Firstly, it’s important to note that mutual and consensual interaction, flirtation or friendship is not sexual harassment. With that in mind, sexual harassment may be:
- Suggestive comments or jokes and sexual insults or taunts.
- Questions or statements about your private life that are intrusive.
- Staring or ogling.
- Sending sexually explicit messages and accessing sexually explicit websites.
- Inappropriate advances on social media.
- Displaying any media of a sexual nature (pictures, magazines or screensavers).
- Repeated unwanted requests to go out on dates and requests for sex.
- Unwelcome touching or deliberately brushing / pushing up against you.
- Behaviour that could be considered criminal such as physical assault, indecent exposure, sexual assault, stalking or obscene communications.
Sexual harassment is unlawful under the Sex Discrimination Act in a wide number of areas but specifically in the workplace.
Sexual harassment committed in the workplace isn’t limited to the employer against the employee.
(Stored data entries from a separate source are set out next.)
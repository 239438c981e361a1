use convoy_model::{AggregateVerdict, Progress, TaskResult};
use tracing::warn;

/// Storage for the latest result of one task.
#[derive(Debug, Clone, PartialEq)]
pub enum ResultSlot {
    /// No result observed yet.
    Pending,
    Filled(TaskResult),
}

impl ResultSlot {
    #[inline]
    pub fn is_pending(&self) -> bool {
        matches!(self, ResultSlot::Pending)
    }
}

/// Index-keyed result table for one orchestration run.
///
/// Slots only move from `Pending` to `Filled`; recording again at an index replaces the stored result.
#[derive(Debug, Clone)]
pub struct ResultAggregator {
    slots: Vec<ResultSlot>,
    completed: usize,
}

impl ResultAggregator {
    /// Create `total` pending slots.
    pub fn new(total: usize) -> Self {
        Self {
            slots: vec![ResultSlot::Pending; total],
            completed: 0,
        }
    }

    /// Store `result` at `index`, replacing any earlier result there.
    ///
    /// Returns `true` when the slot was pending before this call.
    /// Indices outside the table are ignored.
    pub fn record(&mut self, index: usize, result: TaskResult) -> bool {
        let Some(slot) = self.slots.get_mut(index) else {
            warn!(index, total = self.slots.len(), "result for unknown slot ignored");
            return false;
        };
        let first = slot.is_pending();
        *slot = ResultSlot::Filled(result);
        if first {
            self.completed += 1;
        }
        first
    }

    #[inline]
    pub fn total(&self) -> usize {
        self.slots.len()
    }

    /// Number of filled slots.
    #[inline]
    pub fn completed(&self) -> usize {
        self.completed
    }

    #[inline]
    pub fn is_complete(&self) -> bool {
        self.completed == self.slots.len()
    }

    #[inline]
    pub fn progress(&self) -> Progress {
        Progress::new(self.completed, self.slots.len())
    }

    pub fn slot(&self, index: usize) -> Option<&ResultSlot> {
        self.slots.get(index)
    }

    /// AND of every stored result, or `None` while any slot is still pending.
    pub fn verdict(&self) -> Option<AggregateVerdict> {
        if !self.is_complete() {
            return None;
        }
        Some(AggregateVerdict::from_results(self.slots.iter().filter_map(
            |slot| match slot {
                ResultSlot::Filled(result) => Some(result),
                ResultSlot::Pending => None,
            },
        )))
    }
}

#[cfg(test)]
mod tests {
    use super::*;

    #[test]
    fn starts_pending() {
        let agg = ResultAggregator::new(3);
        assert_eq!(agg.total(), 3);
        assert_eq!(agg.completed(), 0);
        assert!(!agg.is_complete());
        assert!(agg.verdict().is_none());
        assert_eq!(agg.slot(1), Some(&ResultSlot::Pending));
    }

    #[test]
    fn empty_table_is_complete_and_successful() {
        let agg = ResultAggregator::new(0);
        assert!(agg.is_complete());
        assert_eq!(agg.verdict(), Some(AggregateVerdict { success: true }));
        assert_eq!(agg.progress(), Progress::new(0, 0));
    }

    #[test]
    fn verdict_only_after_every_slot_filled() {
        let mut agg = ResultAggregator::new(2);
        assert!(agg.record(1, TaskResult::ok()));
        assert!(agg.verdict().is_none());

        assert!(agg.record(0, TaskResult::failed("lint errors")));
        assert_eq!(agg.verdict(), Some(AggregateVerdict { success: false }));
    }

    #[test]
    fn rerecording_overwrites_without_double_counting() {
        let mut agg = ResultAggregator::new(2);
        agg.record(0, TaskResult::failed("first build broken"));
        assert!(!agg.record(0, TaskResult::ok()));
        assert!(!agg.record(0, TaskResult::ok()));
        assert_eq!(agg.completed(), 1);

        agg.record(1, TaskResult::ok());
        assert_eq!(agg.progress(), Progress::new(2, 2));
        assert_eq!(agg.verdict(), Some(AggregateVerdict { success: true }));
    }

    #[test]
    fn arrival_order_does_not_change_verdict() {
        let results = [
            TaskResult::ok(),
            TaskResult::failed("x"),
            TaskResult::ok(),
        ];
        let orders: [[usize; 3]; 3] = [[0, 1, 2], [2, 1, 0], [1, 2, 0]];

        for order in orders {
            let mut agg = ResultAggregator::new(3);
            for i in order {
                agg.record(i, results[i].clone());
            }
            assert_eq!(agg.verdict(), Some(AggregateVerdict { success: false }));
        }
    }

    #[test]
    fn out_of_range_index_is_ignored() {
        let mut agg = ResultAggregator::new(1);
        assert!(!agg.record(5, TaskResult::ok()));
        assert_eq!(agg.completed(), 0);
    }
}
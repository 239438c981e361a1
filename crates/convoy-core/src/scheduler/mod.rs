use async_trait::async_trait;
use convoy_model::{Options, TargetRef, TaskSpec};

use crate::{error::SchedulerError, handle::TaskHandle};

mod local;
pub use local::LocalScheduler;

/// Resolves task specs into running handles.
///
/// Implementations own task execution; the orchestrator only consumes the returned handles.
#[async_trait]
pub trait Scheduler: Send + Sync + 'static {
    /// Start a target registered under `target`, with `overrides` applied on top of its options.
    async fn request_target(
        &self,
        target: &TargetRef,
        overrides: &Options,
    ) -> Result<TaskHandle, SchedulerError>;

    /// Start the builder named `builder` directly.
    async fn request_inline(
        &self,
        builder: &str,
        options: &Options,
    ) -> Result<TaskHandle, SchedulerError>;

    /// Dispatch on the [`TaskSpec`] variant.
    async fn schedule(&self, spec: &TaskSpec) -> Result<TaskHandle, SchedulerError> {
        match spec {
            TaskSpec::ByReference { target, overrides } => {
                self.request_target(target, overrides).await
            }
            TaskSpec::Inline { builder, options } => self.request_inline(builder, options).await,
        }
    }
}
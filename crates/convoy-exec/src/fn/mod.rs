use std::{future::Future, sync::Arc};

use async_trait::async_trait;
use convoy_core::{Builder, BuilderContext, HandleError};
use futures::{FutureExt, future::BoxFuture};

type BuildFn = dyn Fn(BuilderContext) -> BoxFuture<'static, Result<(), HandleError>> + Send + Sync;

/// Builder backed by an async closure.
///
/// Handy for in-process work and for tests:
///
/// ```ignore
/// let lint = FnBuilder::new("lint", |ctx| async move {
///     ctx.emit(TaskResult::ok()).await
/// });
/// ```
pub struct FnBuilder {
    name: String,
    func: Arc<BuildFn>,
}

impl FnBuilder {
    pub fn new<F, Fut>(name: impl Into<String>, func: F) -> Self
    where
        F: Fn(BuilderContext) -> Fut + Send + Sync + 'static,
        Fut: Future<Output = Result<(), HandleError>> + Send + 'static,
    {
        Self {
            name: name.into(),
            func: Arc::new(move |ctx| func(ctx).boxed()),
        }
    }
}

#[async_trait]
impl Builder for FnBuilder {
    fn name(&self) -> &str {
        &self.name
    }

    async fn run(&self, ctx: BuilderContext) -> Result<(), HandleError> {
        (self.func)(ctx).await
    }
}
It can be committed by anyone you have a working relationship or interaction with. This relationship or interaction could be from an employer, co-worker or contractor.
It is important for employers to be active participants in raising awareness of sexual harassment and to have policies and procedures in place to deal with occurrences. Policies and procedures should be displayed and available for all employees.
Employees should be able to identify sexual harassment and know what to do in the workplace if it occurs.
What can you do?
There are a number of things that you can do if you are being sexually harassed:
- Discuss the matter with your harasser. Tell them it is unacceptable and not welcome.
- Talk with your supervisor, a colleague, HR representative or union representative.
- Lodge a formal complaint through your company processes.
- Speak with a lawyer or contact the Australian Human Rights Commission to make a complaint.